School security plan debated

$2.7 million approved for extra measures, but board still concerned about meeting goal

February 09, 2007|By Ruma Kumar | Ruma Kumar,SUN REPORTER

Anne Arundel County school board members approved $2.7 million for stiffer school security, despite their own concerns about how the money fits into a sweeping $39 million security plan. It is a plan they have been told about for two years, but still have not seen.

At a meeting Wednesday, the board approved $1.2 million - on top of $1.5 million given last summer - for improvements such as cameras at schools, fencing and expanded security at athletic events.

But school board members said the approval for extra funds put them in an awkward situation of not knowing how their spending this year gels with $39 million of security weaknesses highlighted in a 2005 consultant's report.

"You keep talking about this $39 million security plan ... .we have all asked for it over and over again ... .we have yet to see it," school board member Ned Carey said briskly at the school system's security head, Edward Piper.

Piper declined to be interviewed .

Later, Carey said, "The board deserves to see something if we're going to be asked to spend $39 million on something. We have a responsibility to taxpayers that we show we're using money efficiently."

Top school security officials slipped out a side door after the exchange and discussed what parts of the plan they could release and whether the 2-year-old plan is up-to-date enough to reflect the growing security needs of the district.

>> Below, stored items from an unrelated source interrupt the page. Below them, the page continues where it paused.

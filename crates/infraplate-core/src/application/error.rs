//! Application layer errors.
//!
//! These errors represent failures in orchestration, not business logic.
//! Business logic errors are `DomainError` from `crate::domain`.

use std::path::PathBuf;
use thiserror::Error;

use crate::domain::SourceKind;
use crate::error::ErrorCategory;

/// Template discovery failed before any file was rendered.
#[derive(Debug, Error, Clone, PartialEq)]
pub enum DiscoveryError {
    #[error("template directory not found: {path}")]
    NotFound { path: PathBuf },

    #[error("not a directory: {path}")]
    NotADirectory { path: PathBuf },

    #[error("permission denied reading {path}")]
    PermissionDenied { path: PathBuf },

    #[error("failed to walk {path}: {reason}")]
    Walk { path: PathBuf, reason: String },

    #[error("no templates (.tf, .yaml, .yml, .json) found under {path}")]
    NoTemplates { path: PathBuf },
}

/// The data source could not produce a payload.
#[derive(Debug, Error, Clone, PartialEq)]
pub enum FetchError {
    #[error("unauthorized: {message}")]
    Unauthorized { message: String },

    #[error("{kind} '{identifier}' not found")]
    NotFound { kind: SourceKind, identifier: String },

    #[error("server error{}: {message}", status.map(|s| format!(" ({s})")).unwrap_or_default())]
    ServerError {
        status: Option<u16>,
        message: String,
    },

    #[error("network error: {message}")]
    NetworkError { message: String },
}

/// A custom variables file could not be used.
#[derive(Debug, Error, Clone, PartialEq)]
pub enum ConfigError {
    #[error("failed to read variables file {path}: {reason}")]
    Read { path: PathBuf, reason: String },

    #[error("failed to parse {path}{}: {reason}", line.map(|l| format!(" at line {l}")).unwrap_or_default())]
    Parse {
        path: PathBuf,
        reason: String,
        line: Option<usize>,
    },

    #[error("unsupported variables file format: {path}")]
    UnsupportedFormat { path: PathBuf },

    #[error("variables file {path} must contain an object at the top level, found {found}")]
    NotAnObject { path: PathBuf, found: &'static str },
}

/// Errors that occur during application orchestration.
#[derive(Debug, Error, Clone, PartialEq)]
pub enum ApplicationError {
    #[error(transparent)]
    Discovery(#[from] DiscoveryError),

    #[error(transparent)]
    Fetch(#[from] FetchError),

    #[error(transparent)]
    Config(#[from] ConfigError),

    /// Filesystem operation failed.
    #[error("Filesystem error at {path}: {reason}")]
    FilesystemError { path: PathBuf, reason: String },

    /// Destination exists and the overwrite policy is `fail`.
    #[error("refusing to overwrite existing file {path}")]
    DestinationExists { path: PathBuf },

    #[error("failed to start render workers: {reason}")]
    WorkerPool { reason: String },
}

impl ApplicationError {
    /// Get user-actionable suggestions.
    pub fn suggestions(&self) -> Vec<String> {
        match self {
            Self::Discovery(DiscoveryError::NotFound { path } | DiscoveryError::NotADirectory { path }) => vec![
                format!("Check the --templates path: {}", path.display()),
            ],
            Self::Discovery(DiscoveryError::PermissionDenied { path }) => vec![
                format!("Make {} readable by the current user", path.display()),
            ],
            Self::Discovery(DiscoveryError::NoTemplates { .. }) => vec![
                "Template files must end in .tf, .yaml, .yml or .json".into(),
                "Hidden files and directories are skipped".into(),
            ],
            Self::Fetch(FetchError::Unauthorized { .. }) => vec![
                "Set an API key: infraplate config set api.key <KEY>".into(),
                "Or export INFRAPLATE_API__KEY".into(),
            ],
            Self::Fetch(FetchError::NotFound { kind, .. }) => vec![
                format!("Check the {kind} name or UUID"),
                "Names are matched exactly".into(),
            ],
            Self::Fetch(FetchError::NetworkError { .. }) => vec![
                "Check that the API URL is reachable (api.url)".into(),
                "Or render from a local snapshot with --from-dir".into(),
            ],
            Self::Fetch(FetchError::ServerError { .. }) => {
                vec!["The data source returned an unexpected response; try again later".into()]
            }
            Self::Config(ConfigError::NotAnObject { .. }) => vec![
                "Wrap the variables in a mapping, e.g. `environment: prod`".into(),
            ],
            Self::Config(ConfigError::UnsupportedFormat { .. }) => {
                vec!["Use a .json, .yaml or .yml variables file".into()]
            }
            Self::FilesystemError { path, .. } => vec![
                format!("Failed to access: {}", path.display()),
                "Check that you have write permissions".into(),
            ],
            Self::DestinationExists { .. } => vec![
                "Use --overwrite overwrite to replace existing files".into(),
                "Or --overwrite skip to keep them".into(),
            ],
            _ => vec!["Check the error details above".into()],
        }
    }

    /// Get error category.
    pub fn category(&self) -> ErrorCategory {
        match self {
            Self::Discovery(DiscoveryError::NotFound { .. }) => ErrorCategory::NotFound,
            Self::Discovery(DiscoveryError::NoTemplates { .. } | DiscoveryError::NotADirectory { .. }) => {
                ErrorCategory::Validation
            }
            Self::Discovery(_) => ErrorCategory::Internal,
            Self::Fetch(FetchError::NotFound { .. }) => ErrorCategory::NotFound,
            Self::Fetch(FetchError::Unauthorized { .. }) => ErrorCategory::Configuration,
            Self::Fetch(_) => ErrorCategory::Remote,
            Self::Config(_) => ErrorCategory::Configuration,
            Self::FilesystemError { .. } | Self::WorkerPool { .. } => ErrorCategory::Internal,
            Self::DestinationExists { .. } => ErrorCategory::Validation,
        }
    }
}

#[cfg(test)]
mod tests {
    use super::*;

    #[test]
    fn server_error_mentions_status_when_known() {
        let err = FetchError::ServerError {
            status: Some(502),
            message: "bad gateway".into(),
        };
        assert_eq!(err.to_string(), "server error (502): bad gateway");

        let err = FetchError::ServerError {
            status: None,
            message: "invalid body".into(),
        };
        assert_eq!(err.to_string(), "server error: invalid body");
    }

    #[test]
    fn categories_drive_exit_codes() {
        let not_found = ApplicationError::from(FetchError::NotFound {
            kind: SourceKind::Stack,
            identifier: "x".into(),
        });
        assert_eq!(not_found.category(), ErrorCategory::NotFound);
        assert_eq!(not_found.to_string(), "stack 'x' not found");

        let unauthorized = ApplicationError::from(FetchError::Unauthorized {
            message: "bad key".into(),
        });
        assert_eq!(unauthorized.category(), ErrorCategory::Configuration);

        let empty = ApplicationError::from(DiscoveryError::NoTemplates {
            path: "t".into(),
        });
        assert_eq!(empty.category(), ErrorCategory::Validation);
    }

    #[test]
    fn parse_errors_carry_the_line() {
        let err = ConfigError::Parse {
            path: "vars.yaml".into(),
            reason: "bad indent".into(),
            line: Some(3),
        };
        assert_eq!(err.to_string(), "failed to parse vars.yaml at line 3: bad indent");
    }
}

Gregory V. Nourse, assistant superintendent of business and management, said the larger security plan never reached school board members because it contained information about which schools had the poorest lighting, left doors and windows unlocked and lacked technology for controlling visitors' access to schools and monitoring their whereabouts once they were on school property.

"What you don't want is to release something publicly where everyone sees what your weaknesses are, in case someone out there is planning to hold a school hostage and things like that," Nourse said.

Security concerns heightened after two high-profile incidents in 2005. A teenage girl was shot at Annapolis High School during a football game against Old Mill, and at Glendale Elementary School, a convicted sex offender was caught on school grounds, saying he was there to pick up a student.

Carey said he understands that some school security information can be kept private, but said the school board should still be given an outline of what the district proposes to do to improve school safety.

"Do they want cameras? Do they want fencing? Is all the security technology going to be integrated? We need to know these things," Carey said. "You can't do security piecemeal. We have to see the larger plan."

Nourse said his staff is drafting a security plan that lists the needs of schools without revealing the weaknesses, so that board members can see the school system's long-range plans. What was estimated to cost $39 million in 2005 will "most certainly cost more" now, Nourse said.

This talk of extra spending comes at an inopportune time, with County Executive John R. Leopold issuing school officials a directive to slice their $131 million increase in next year's budget.

But security has been a need that Superintendent Kevin Maxwell and school board members have discussed this year. The hope is to have cameras inside and outside all of the district's 118 schools, but only about 15 schools have them, Nourse said.

This year, the district is looking for another $2.6 million, including more than $1 million for 31 security assistants in schools.